Observation data (Epoch J2000)
- Constellation: Antlia
- Right ascension: 10^{h} 30^{m} 03.5^{s}
- Declination: −35° 19′ 24″
- Brightest member: NGC 3268, NGC 3258
- Number of galaxies: 254
- Richness class: 0
- Bautz–Morgan classification: I-II
- Velocity dispersion: 444–591 km/s
- Redshift: 0.0087
- Distance: 40.7 Mpc (132.7 Mly)
- ICM temperature: ~2.0 keV
- Binding mass: ~3.3×10^{14} M_{☉}
- X-ray luminosity: 3.4×10^{42} h_{75}^{−2} erg/s (0.5-10.0 keV)

Other designations
- Abell S0636

= Antlia Cluster =

Galaxy cluster in the constellation Antlia

The Antlia Cluster (or Abell S0636) is a cluster of galaxies located in the Hydra–Centaurus Supercluster.
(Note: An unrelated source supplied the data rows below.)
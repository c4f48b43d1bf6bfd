use serde::{Deserialize, Serialize};

/// One page of a filtered listing.
#[derive(Debug, Clone, PartialEq, Serialize, Deserialize)]
#[serde(rename_all = "camelCase")]
pub struct Page<T> {
    pub items: Vec<T>,
    /// Matches across all pages.
    pub total: usize,
    /// 1-based.
    pub page: usize,
    pub page_size: usize,
}

impl<T> Page<T> {
    /// Number of pages needed for `total` matches.
    pub fn page_count(&self) -> usize {
        if self.page_size == 0 {
            0
        } else {
            self.total.div_ceil(self.page_size)
        }
    }

    pub fn has_more(&self) -> bool {
        self.page < self.page_count()
    }
}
The Antlia Cluster is the third-nearest to the Local Group after the Virgo Cluster and Fornax Cluster. Antlia's distance from Earth is 40.5 Mpc to 40.9 Mpc and can be viewed from Earth in the constellation Antlia. The Antlia Cluster should not be confused with the Antlia Dwarf galaxy.
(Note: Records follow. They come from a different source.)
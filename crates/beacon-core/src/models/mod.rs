pub mod answer;
pub mod embedded;
pub mod prompt;
pub mod question;
pub mod raw_record;
pub mod record;

pub use answer::{Answer, AnswerFrame};
pub use embedded::{EmbeddedRecord, RankedResult};
pub use prompt::Prompt;
pub use question::QuestionPhase;
pub use raw_record::{FieldValue, RawRecord};
pub use record::{Record, RecordDraft, RecordId, TagSet, UsageCounts, UsageKind, Visibility};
Antlia is classified as a rare Bautz–Morgan type III cluster, meaning it has no central dominant (cD) brightest cluster galaxy. However, the cluster is dominated by two massive elliptical galaxies, NGC 3268 and NGC 3258, and contains a total of about 234 galaxies. The cluster is very dense compared to other clusters such as Virgo and Fornax, thus containing early-type galaxies and a larger portion of dwarf ellipticals. The cluster is split into two galaxy groups, the Northern subgroup gravitating around NGC 3268, and the Southern subgroup centered on NGC 3258.
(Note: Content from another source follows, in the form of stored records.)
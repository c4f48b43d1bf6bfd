//! Decoder for the trailing referenced-records annotation.
//!
//! Grammar, applied to the last marker occurrence in the text:
//!
//! ```text
//! annotation := emphasis? "RELEVANT_RECORDS" emphasis? ":" emphasis? list
//! list       := json-array | item (delim item)* | (item newline)+
//! delim      := "|" | ";" | ","        (first one present, in that order)
//! emphasis   := any run of "*", "_" or "`"
//! ```
//!
//! The marker is case-insensitive and may use a space instead of the
//! underscore. Items are trimmed of quotes, emphasis, list bullets and
//! list numbers.

use std::sync::LazyLock;

use beacon_core::errors::AnnotationParseError;
use beacon_core::models::{RankedResult, RecordId};
use regex::Regex;

static MARKER: LazyLock<Option<Regex>> = LazyLock::new(|| {
    Regex::new(r"(?i)[*_`]*[ \t]*RELEVANT[_ ]RECORDS[ \t]*[*_`]*[ \t]*:[ \t]*[*_`]*").ok()
});

const ITEM_TRIM: &[char] = &['"', '\'', '*', '_', '`', '-', '•', '[', ']'];

/// The annotation split off a generated text.
#[derive(Debug, Clone, PartialEq, Eq)]
pub struct DecodedAnnotation {
    /// Text before the marker, trailing whitespace removed.
    pub body: String,
    /// Record names in annotation order.
    pub names: Vec<String>,
}

#[derive(Debug, Clone, Copy, Default)]
pub struct AnnotationDecoder;

impl AnnotationDecoder {
    pub fn new() -> Self {
        Self
    }

    /// Text with the last annotation removed. Text without a marker is
    /// returned trimmed and otherwise unchanged.
    pub fn strip(&self, text: &str) -> String {
        match marker_span(text) {
            Some((start, _)) => text[..start].trim_end().to_string(),
            None => text.trim().to_string(),
        }
    }

    /// Decode the annotation.
    ///
    /// `Ok(None)` when there is no marker. An error when the marker is present
    /// but its list is empty or cannot be read.
    pub fn decode(&self, text: &str) -> Result<Option<DecodedAnnotation>, AnnotationParseError> {
        let Some((start, end)) = marker_span(text) else {
            return Ok(None);
        };
        let body = text[..start].trim_end().to_string();
        let names = parse_list(&text[end..])?;
        Ok(Some(DecodedAnnotation { body, names }))
    }
}

/// Byte span of the last marker.
fn marker_span(text: &str) -> Option<(usize, usize)> {
    let re = MARKER.as_ref()?;
    re.find_iter(text).last().map(|m| (m.start(), m.end()))
}

fn parse_list(fragment: &str) -> Result<Vec<String>, AnnotationParseError> {
    // Everything after the last marker is the list, on one line or spread
    // over several.
    let list = fragment
        .trim()
        .trim_end_matches(['*', '_', '`', '.'])
        .trim();

    if list.is_empty() {
        return Err(AnnotationParseError::EmptyList);
    }

    let items: Vec<String> = if list.starts_with('[') {
        let Some(close) = list.rfind(']') else {
            return Err(AnnotationParseError::UnreadableList {
                fragment: list.to_string(),
            });
        };
        let array = &list[..=close];
        match serde_json::from_str::<Vec<serde_json::Value>>(array) {
            Ok(values) => values
                .into_iter()
                .filter_map(|v| match v {
                    serde_json::Value::String(s) => Some(s),
                    serde_json::Value::Null => None,
                    other => Some(other.to_string()),
                })
                .collect(),
            Err(_) => split_list(&array[1..close]),
        }
    } else {
        split_list(list)
    };

    let items: Vec<String> = items
        .iter()
        .map(|s| strip_ordinal(s.trim().trim_matches(ITEM_TRIM).trim()).to_string())
        .filter(|s| !s.is_empty())
        .collect();

    if items.is_empty() {
        let only_brackets = list.trim_matches(|c: char| c == '[' || c == ']' || c.is_whitespace());
        return Err(if only_brackets.is_empty() {
            AnnotationParseError::EmptyList
        } else {
            AnnotationParseError::UnreadableList {
                fragment: list.to_string(),
            }
        });
    }
    Ok(items)
}

/// A list over several lines holds one item per line; a single line is split
/// on its first delimiter present.
fn split_list(list: &str) -> Vec<String> {
    let lines: Vec<&str> = list
        .lines()
        .map(|l| l.trim().trim_end_matches(['|', ';', ',']).trim_end())
        .filter(|l| !l.is_empty())
        .collect();
    match lines.as_slice() {
        [] => Vec::new(),
        [line] => split_items(line),
        _ => lines.into_iter().map(String::from).collect(),
    }
}

fn split_items(list: &str) -> Vec<String> {
    let delimiter = ['|', ';', ','].into_iter().find(|d| list.contains(*d));
    match delimiter {
        Some(d) => list.split(d).map(String::from).collect(),
        None => vec![list.to_string()],
    }
}

/// Drop a leading "1." or "2)" list number.
fn strip_ordinal(item: &str) -> &str {
    let rest = item.trim_start_matches(|c: char| c.is_ascii_digit());
    if rest.len() == item.len() {
        return item;
    }
    match rest.strip_prefix(['.', ')']) {
        Some(after) if after.starts_with(char::is_whitespace) => after.trim_start(),
        _ => item,
    }
}

/// Resolve annotation names against the supplied records.
///
/// Each name resolves by exact case-insensitive match on the record name,
/// else by substring containment in either direction, first candidate in
/// ranked order. Unresolved names are dropped and duplicates collapsed. When
/// nothing resolves, every supplied id is returned.
pub fn resolve_record_ids(names: &[String], ranked: &[RankedResult]) -> Vec<RecordId> {
    let candidates: Vec<(RecordId, String)> = ranked
        .iter()
        .map(|r| (r.record.id, r.record.name.trim().to_lowercase()))
        .filter(|(_, name)| !name.is_empty())
        .collect();

    let mut resolved: Vec<RecordId> = Vec::new();
    for name in names {
        let wanted = name.trim().to_lowercase();
        if wanted.is_empty() {
            continue;
        }
        let hit = candidates
            .iter()
            .find(|(_, c)| *c == wanted)
            .or_else(|| {
                candidates
                    .iter()
                    .find(|(_, c)| c.contains(&wanted) || wanted.contains(c.as_str()))
            })
            .map(|(id, _)| *id);
        if let Some(id) = hit {
            if !resolved.contains(&id) {
                resolved.push(id);
            }
        }
    }

    if resolved.is_empty() {
        ranked.iter().map(|r| r.record.id).collect()
    } else {
        resolved
    }
}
The cluster has an overall redshift of z = 0.0087, implying that the cluster is, like most objects in the Universe, receding from the Local Group. Using the now-obsolete scientific satellite ASCA, X-ray observations show that the cluster is almost isothermal, with a mean temperature of kT ~ 2.0 keV.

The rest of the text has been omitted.